Surveys show that close to 80 per cent of employees have had an office affair, and more than 40 per cent of partnerships (long-term relationships) begin in the workplace. That means there’s a greater than 50 per cent chance this relationship ends, often badly, and probably while these two people are still working together. Some companies have tried to forbid office romances, but this usually just drives them underground and pushes people away. Sooner or later every manager has to deal with this issue, so it’s best to tackle it head on. Here are a few important considerations.
Policy, policy, policy
If you don’t have a company policy on this matter, get one by consulting with an HR consultant. An effective policy response has to tread the line between respect for people’s rights to privacy and autonomy, and the need for professional boundaries. The exception to this is where a relationship has crossed hierarchical boundaries and risks falling foul of sexual harassment or bullying laws.

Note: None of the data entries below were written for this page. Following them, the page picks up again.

//! Trait definition for the enrichment client.
//!
//! The Add-Song workflow and the HTTP handlers depend on this trait
//! rather than the concrete reqwest client, so tests can substitute
//! mock implementations.

use async_trait::async_trait;

use super::domain::{EnrichmentError, EnrichmentResult};

/// External enrichment service operations.
#[async_trait]
pub trait EnrichmentApi: Send + Sync {
    /// Look up metadata for a (group, title) pair. A song the service
    /// does not know yields an unrecognized result, not an error.
    async fn fetch(&self, group: &str, title: &str) -> Result<EnrichmentResult, EnrichmentError>;

    /// Push a fetched result to the confirmation endpoint, tagged with
    /// the catalog id that owns it. Non-success is a hard error.
    async fn publish(&self, result: &EnrichmentResult, id: i64) -> Result<(), EnrichmentError>;
}

#[async_trait]
impl EnrichmentApi for super::client::EnrichmentClient {
    async fn fetch(&self, group: &str, title: &str) -> Result<EnrichmentResult, EnrichmentError> {
        self.fetch(group, title).await
    }

    async fn publish(&self, result: &EnrichmentResult, id: i64) -> Result<(), EnrichmentError> {
        self.publish(result, id).await
    }
}
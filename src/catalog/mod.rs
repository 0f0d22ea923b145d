//! Add-Song workflow - the one compound, multi-system operation.
//!
//! Orchestrates the enrichment client and the catalog store in a fixed
//! sequence: validate input, fetch enrichment, reject unrecognized
//! songs, persist identity + metadata, publish the result back to the
//! enrichment service. Fetch strictly precedes persist, which strictly
//! precedes publish: nothing is written without a recognized result, and
//! the publish references the id the store just generated.
//!
//! Partial failure policy: a publish failure after a successful persist
//! is reported to the caller but the created row is NOT rolled back; the
//! record is complete locally and a later update call can repair the
//! external side.

use sqlx::sqlite::SqlitePool;
use tracing::{info, warn};

use crate::db;
use crate::enrichment::EnrichmentApi;
use crate::error::{Error, Result};
use crate::model::SongInfo;

/// Add a song to the catalog, enriching it along the way.
///
/// Returns the id of the newly cataloged song.
///
/// # Errors
///
/// - [`Error::InvalidInput`] - empty group or title; nothing was called
/// - [`Error::Enrichment`] - the enrichment service was unreachable or
///   sent a malformed response, or rejected the publish after the row
///   was created
/// - [`Error::UnknownSong`] - the enrichment service does not recognize
///   the song; no row was created
/// - [`Error::Conflict`] - (group, title) already cataloged
pub async fn add_song(
    pool: &SqlitePool,
    enrichment: &dyn EnrichmentApi,
    group: &str,
    title: &str,
) -> Result<i64> {
    let group = group.trim();
    let title = title.trim();
    if group.is_empty() || title.is_empty() {
        return Err(Error::invalid_input("group and title must be non-empty"));
    }

    let result = enrichment.fetch(group, title).await?;
    if !result.is_recognized() {
        return Err(Error::UnknownSong {
            group: group.to_string(),
            title: title.to_string(),
        });
    }

    let id = db::create_song(pool, group, title)
        .await
        .map_err(Error::from_store)?;

    // Fill the freshly created (empty) metadata row with the fetched
    // result. The merge-patch is a full overwrite here since every field
    // starts NULL.
    let patch = SongInfo {
        release_date: result.release_date,
        text: Some(result.text.clone()),
        link: Some(result.link.clone()),
    };
    db::update_info(pool, id, &patch)
        .await
        .map_err(Error::from_store)?;

    if let Err(err) = enrichment.publish(&result, id).await {
        warn!(id, %err, "publish failed after persist; row kept");
        return Err(err.into());
    }

    info!(id, group, title, "song added to catalog");
    Ok(id)
}

#[cfg(test)]
mod tests {
    use super::*;
    use crate::enrichment::traits::mocks::MockEnrichment;
    use crate::test_utils::temp_db;
    use chrono::NaiveDate;

    fn release_date() -> NaiveDate {
        NaiveDate::from_ymd_opt(1975, 10, 31).unwrap()
    }

    #[tokio::test]
    async fn test_add_song_persists_identity_and_metadata() {
        let (pool, _dir) = temp_db().await;
        let mock = MockEnrichment::recognized(release_date(), "Is this the real life?", "http://example.com");

        let id = add_song(&pool, &mock, "Queen", "Bohemian Rhapsody").await.unwrap();

        let entries = db::list_catalog(&pool).await.unwrap();
        assert_eq!(entries.len(), 1);
        assert_eq!(entries[0].id, id);
        assert_eq!(entries[0].group, "Queen");
        assert_eq!(entries[0].title, "Bohemian Rhapsody");
        // Open question resolved: the fetched metadata IS written on create.
        assert_eq!(entries[0].release_date, Some(release_date()));
        assert_eq!(entries[0].text.as_deref(), Some("Is this the real life?"));
        assert_eq!(entries[0].link.as_deref(), Some("http://example.com"));

        // Publish ran last and referenced the persisted id.
        assert_eq!(*mock.published_ids.lock().unwrap(), vec![id]);
    }

    #[tokio::test]
    async fn test_add_song_trims_input() {
        let (pool, _dir) = temp_db().await;
        let mock = MockEnrichment::recognized(release_date(), "", "");

        add_song(&pool, &mock, "  Queen  ", " '39 ").await.unwrap();

        let entries = db::list_catalog(&pool).await.unwrap();
        assert_eq!(entries[0].group, "Queen");
        assert_eq!(entries[0].title, "'39");
    }

    #[tokio::test]
    async fn test_empty_input_rejected_before_any_side_effect() {
        let (pool, _dir) = temp_db().await;
        let mock = MockEnrichment::recognized(release_date(), "", "");

        let err = add_song(&pool, &mock, "Queen", "   ").await.unwrap_err();
        assert!(matches!(err, Error::InvalidInput(_)));

        // No fetch, no publish, no rows.
        assert_eq!(*mock.fetch_calls.lock().unwrap(), 0);
        assert!(mock.published_ids.lock().unwrap().is_empty());
        assert!(db::list_catalog(&pool).await.unwrap().is_empty());
    }

    #[tokio::test]
    async fn test_unrecognized_song_creates_no_rows() {
        let (pool, _dir) = temp_db().await;
        let mock = MockEnrichment::unrecognized();

        let err = add_song(&pool, &mock, "Unknown", "Nonexistent Song").await.unwrap_err();
        assert!(matches!(err, Error::UnknownSong { .. }));

        assert!(db::list_catalog(&pool).await.unwrap().is_empty());
        assert!(mock.published_ids.lock().unwrap().is_empty());
    }

    #[tokio::test]
    async fn test_fetch_failure_creates_no_rows() {
        let (pool, _dir) = temp_db().await;
        let mock = MockEnrichment::fetch_failure();

        let err = add_song(&pool, &mock, "Queen", "'39").await.unwrap_err();
        assert!(matches!(err, Error::Enrichment(_)));

        assert!(db::list_catalog(&pool).await.unwrap().is_empty());
    }

    #[tokio::test]
    async fn test_duplicate_create_conflicts_and_keeps_one_row() {
        let (pool, _dir) = temp_db().await;
        let mock = MockEnrichment::recognized(release_date(), "text", "link");

        add_song(&pool, &mock, "Queen", "'39").await.unwrap();
        let err = add_song(&pool, &mock, "Queen", "'39").await.unwrap_err();
        assert!(matches!(err, Error::Conflict(_)));

        assert_eq!(db::list_catalog(&pool).await.unwrap().len(), 1);
        // The failed attempt never reached publish.
        assert_eq!(mock.published_ids.lock().unwrap().len(), 1);
    }

    #[tokio::test]
    async fn test_publish_failure_keeps_persisted_row() {
        let (pool, _dir) = temp_db().await;
        let mock = MockEnrichment::publish_failure(release_date());

        let err = add_song(&pool, &mock, "Queen", "'39").await.unwrap_err();
        assert!(matches!(err, Error::Enrichment(_)));

        // The row stays, metadata already filled; repair happens via a
        // later update call.
        let entries = db::list_catalog(&pool).await.unwrap();
        assert_eq!(entries.len(), 1);
        assert_eq!(entries[0].release_date, Some(release_date()));
    }
}
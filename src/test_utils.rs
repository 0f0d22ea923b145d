//! Test utilities and fixtures for song-catalog tests.
//!
//! Provides the temp-database helper used across store, workflow and
//! handler tests.

use sqlx::sqlite::SqlitePool;
use tempfile::TempDir;

/// Creates a temporary database for testing.
///
/// The database lives in a temp directory that is cleaned up when the
/// returned `TempDir` is dropped; keep it alive for the duration of the
/// test. Migrations are run automatically.
pub async fn temp_db() -> (SqlitePool, TempDir) {
    let dir = tempfile::tempdir().expect("Failed to create temp directory");
    let db_path = dir.path().join("test.db");
    let db_url = format!("sqlite:{}", db_path.display());

    let pool = crate::db::init_db(&db_url)
        .await
        .expect("Failed to initialize test database");

    (pool, dir)
}

#[cfg(test)]
mod tests {
    use super::*;

    #[tokio::test]
    async fn test_temp_db_creates_working_database() {
        let (pool, _dir) = temp_db().await;

        let entries = crate::db::list_catalog(&pool).await.unwrap();
        assert!(entries.is_empty());
    }
}
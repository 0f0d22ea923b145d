//! HTTP surface: route wiring, shared state, and the response envelope.
//!
//! Handlers stay thin - parse parameters, delegate to the store or the
//! Add-Song workflow, serialize the result. Every failure path produces
//! the structured envelope `{description, error}`; success acks are
//! `{description: "Ok"}`.
//!
//! Error class to status mapping:
//! - invalid input / unrecognized song -> 400
//! - missing id target -> 404
//! - duplicate (group, title) -> 409
//! - enrichment dependency failure (fetch or publish) -> 502
//! - anything else -> 500

mod handlers;

use std::sync::Arc;

use axum::Router;
use axum::http::StatusCode;
use axum::response::{IntoResponse, Response};
use axum::routing::{delete, get, post, put};
use axum::Json;
use serde::Serialize;
use sqlx::sqlite::SqlitePool;

use crate::enrichment::EnrichmentApi;
use crate::error::Error;

/// Shared state handed to every handler: the connection pool and the
/// enrichment client, both process-wide and safe for concurrent use.
#[derive(Clone)]
pub struct AppState {
    pub pool: SqlitePool,
    pub enrichment: Arc<dyn EnrichmentApi>,
}

/// Build the service router.
pub fn router(state: AppState) -> Router {
    Router::new()
        .route("/create-song", post(handlers::add_song))
        .route("/change-info", put(handlers::change_info))
        .route("/delete-song", delete(handlers::delete_song))
        .route("/text-song", get(handlers::text_song))
        .route("/library", get(handlers::library))
        .route("/info", get(handlers::info))
        .with_state(state)
}

/// Acknowledgment body for write operations.
#[derive(Debug, Serialize)]
pub struct Ack {
    pub description: &'static str,
}

/// The success acknowledgment.
pub fn ok_ack() -> Json<Ack> {
    Json(Ack { description: "Ok" })
}

/// Structured error body returned on every failure path.
#[derive(Debug, Serialize)]
pub struct ErrorBody {
    pub description: String,
    pub error: String,
}

/// Wrapper tying the application error taxonomy to HTTP responses.
///
/// Handlers return `Result<_, ApiError>` and use `?`; the `From<Error>`
/// impl picks up everything the store, workflow and client produce.
pub struct ApiError(pub Error);

impl<E: Into<Error>> From<E> for ApiError {
    fn from(err: E) -> Self {
        Self(err.into())
    }
}

impl ApiError {
    fn status(&self) -> StatusCode {
        match self.0 {
            Error::InvalidInput(_) | Error::UnknownSong { .. } => StatusCode::BAD_REQUEST,
            Error::NotFound(_) => StatusCode::NOT_FOUND,
            Error::Conflict(_) => StatusCode::CONFLICT,
            Error::Enrichment(_) => StatusCode::BAD_GATEWAY,
            _ => StatusCode::INTERNAL_SERVER_ERROR,
        }
    }
}

impl IntoResponse for ApiError {
    fn into_response(self) -> Response {
        let status = self.status();
        if status.is_server_error() {
            tracing::error!(%status, error = %self.0, "request failed");
        } else {
            tracing::warn!(%status, error = %self.0, "request rejected");
        }

        let body = ErrorBody {
            description: status.canonical_reason().unwrap_or("Error").to_string(),
            error: self.0.to_string(),
        };
        (status, Json(body)).into_response()
    }
}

Your policy should outline what is expected of romantic partners in terms of professional behaviour, discretion and workplace participation. It should also outline what happens if there is a conflict of interest or responsibilities.

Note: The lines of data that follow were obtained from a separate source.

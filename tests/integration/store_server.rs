//! End-to-end tests against an in-process `kanban-store`.
//!
//! Each test starts a store server on an ephemeral port and drives a
//! `BoardSession` through the WebSocket client.

#![allow(clippy::expect_used, clippy::unwrap_used)]

use std::time::Duration;

use kanban::auth::AuthProvider;
use kanban::board::{BoardError, BoardSession, DragOutcome, NewTask};
use kanban::notify::{Notification, Notifier};
use kanban::store::StoreError;
use kanban::store::remote::WsStore;
use kanban_proto::model::TaskPatch;
use tokio::sync::mpsc;

const TIMEOUT: Duration = Duration::from_secs(5);

// ---------------------------------------------------------------------------
// Helper functions
// ---------------------------------------------------------------------------

async fn start_store() -> String {
    let (addr, _handle) = kanban_store::server::start_server("127.0.0.1:0")
        .await
        .unwrap();
    format!("ws://{addr}/ws")
}

/// Connects, signs in as `email` and opens the default board.
async fn open_session(
    url: &str,
    email: &str,
) -> (BoardSession<WsStore>, AuthProvider, mpsc::Receiver<Notification>) {
    let store = WsStore::connect(url, TIMEOUT).await.unwrap();
    let auth = AuthProvider::new();
    let user = auth.sign_in(&store, email, None).await.unwrap();
    let (notifier, rx) = Notifier::channel(32);
    let session = BoardSession::new(store, user, notifier);
    session.ensure_default_board().await.unwrap();
    (session, auth, rx)
}

// ===========================================================================
// Tests
// ===========================================================================

#[tokio::test]
async fn first_sign_in_provisions_default_board() {
    let url = start_store().await;
    let (session, auth, _rx) = open_session(&url, "ada@example.com").await;

    assert_eq!(auth.user().unwrap().email, "ada@example.com");
    assert_eq!(session.board().unwrap().name, "My Board");
    let names: Vec<String> = session.with_cache(|c| c.columns().iter().map(|col| col.name.clone()).collect());
    assert_eq!(names, ["To Do", "In Progress", "Done"]);
}

#[tokio::test]
async fn create_move_and_toggle_round_trip() {
    let url = start_store().await;
    let (session, _auth, mut rx) = open_session(&url, "ada@example.com").await;

    let task_id = session
        .create_task(NewTask::titled("Ship the store"))
        .await
        .unwrap();
    let subtask_id = session.create_subtask(&task_id, "Write tests").await.unwrap();

    let done = session.resolve_column("done").unwrap();
    let outcome = session.move_task(&task_id, &done).await.unwrap();
    assert!(matches!(outcome, DragOutcome::Moved { .. }));

    assert!(session.toggle_subtask(&subtask_id).await.unwrap());
    session
        .update_task(&task_id, TaskPatch::now().completed(true))
        .await
        .unwrap();

    let task = session.with_cache(|c| c.task(&task_id).cloned()).unwrap();
    assert_eq!(task.column_id, done);
    assert!(task.completed);
    assert_eq!(session.with_cache(|c| c.subtask_progress(&task_id)), (1, 1));

    let mut titles = Vec::new();
    while let Ok(n) = rx.try_recv() {
        assert!(!n.is_error(), "unexpected error: {n}");
        titles.push(n.title);
    }
    assert_eq!(
        titles,
        ["Task created", "Subtask added", "Subtask completed", "Task updated"]
    );
}

#[tokio::test]
async fn second_connection_sees_the_same_board() {
    let url = start_store().await;
    let (first, _auth, _rx) = open_session(&url, "ada@example.com").await;
    let task_id = first.create_task(NewTask::titled("Shared state")).await.unwrap();

    let (second, _auth2, _rx2) = open_session(&url, "ADA@example.com").await;
    assert_eq!(second.board().unwrap().id, first.board().unwrap().id);
    assert!(second.with_cache(|c| c.task(&task_id).is_some()));
}

#[tokio::test]
async fn other_users_board_is_forbidden() {
    let url = start_store().await;
    let (ada, _auth, _rx) = open_session(&url, "ada@example.com").await;
    let (bob, _auth2, mut rx2) = open_session(&url, "bob@example.com").await;

    let result = bob.select_board(&ada.board().unwrap().id).await;
    assert!(matches!(
        result,
        Err(BoardError::Store(StoreError::Forbidden(_)))
    ));
    assert_eq!(rx2.try_recv().unwrap().title, "Failed to load board");
    // Bob keeps his own board.
    assert_ne!(bob.board().unwrap().id, ada.board().unwrap().id);
}

#[tokio::test]
async fn shared_board_is_visible_to_others() {
    let url = start_store().await;
    let (ada, _auth, _rx) = open_session(&url, "ada@example.com").await;
    ada.update_board(kanban_proto::model::BoardPatch {
        is_shared: Some(true),
        ..Default::default()
    })
    .await
    .unwrap();
    assert!(ada.board().unwrap().is_shared);

    let (bob, _auth2, _rx2) = open_session(&url, "bob@example.com").await;
    assert_eq!(bob.boards().await.unwrap().len(), 2);
    bob.select_board(&ada.board().unwrap().id).await.unwrap();
    assert_eq!(bob.with_cache(|c| c.columns().len()), 3);
}

#[tokio::test]
async fn logout_ends_the_session() {
    let url = start_store().await;
    let (session, auth, _rx) = open_session(&url, "ada@example.com").await;

    auth.logout(session.store()).await.unwrap();
    assert!(auth.user().is_none());

    let result = session.reconcile().await;
    assert!(matches!(
        result,
        Err(BoardError::Store(StoreError::Forbidden(_)))
    ));
}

Secrecy is a big problem. No matter how careful the participants are, sooner or later the rest of the team will become aware of the relationship. By encouraging disclosure of relationships, and making it clear that there will not be negative consequences, the issues that arise can be dealt with quickly rather than left to fester until it’s too late to intervene.
Remember 40 per cent of partnerships began at work, so when they do work out there are real benefits for some businesses. Having happily involved workers can bring stability to your workforce. By finding ways to accommodate these relationships, such as interdepartmental transfers, you can retain talent and improve loyalty.
Office romances have always occurred, and they always will. There’s no doubt that they are problematic, but ignoring them is likely to lead to discord, talent loss and even legal suits. Managers need to treat them as a reality of business life and act accordingly.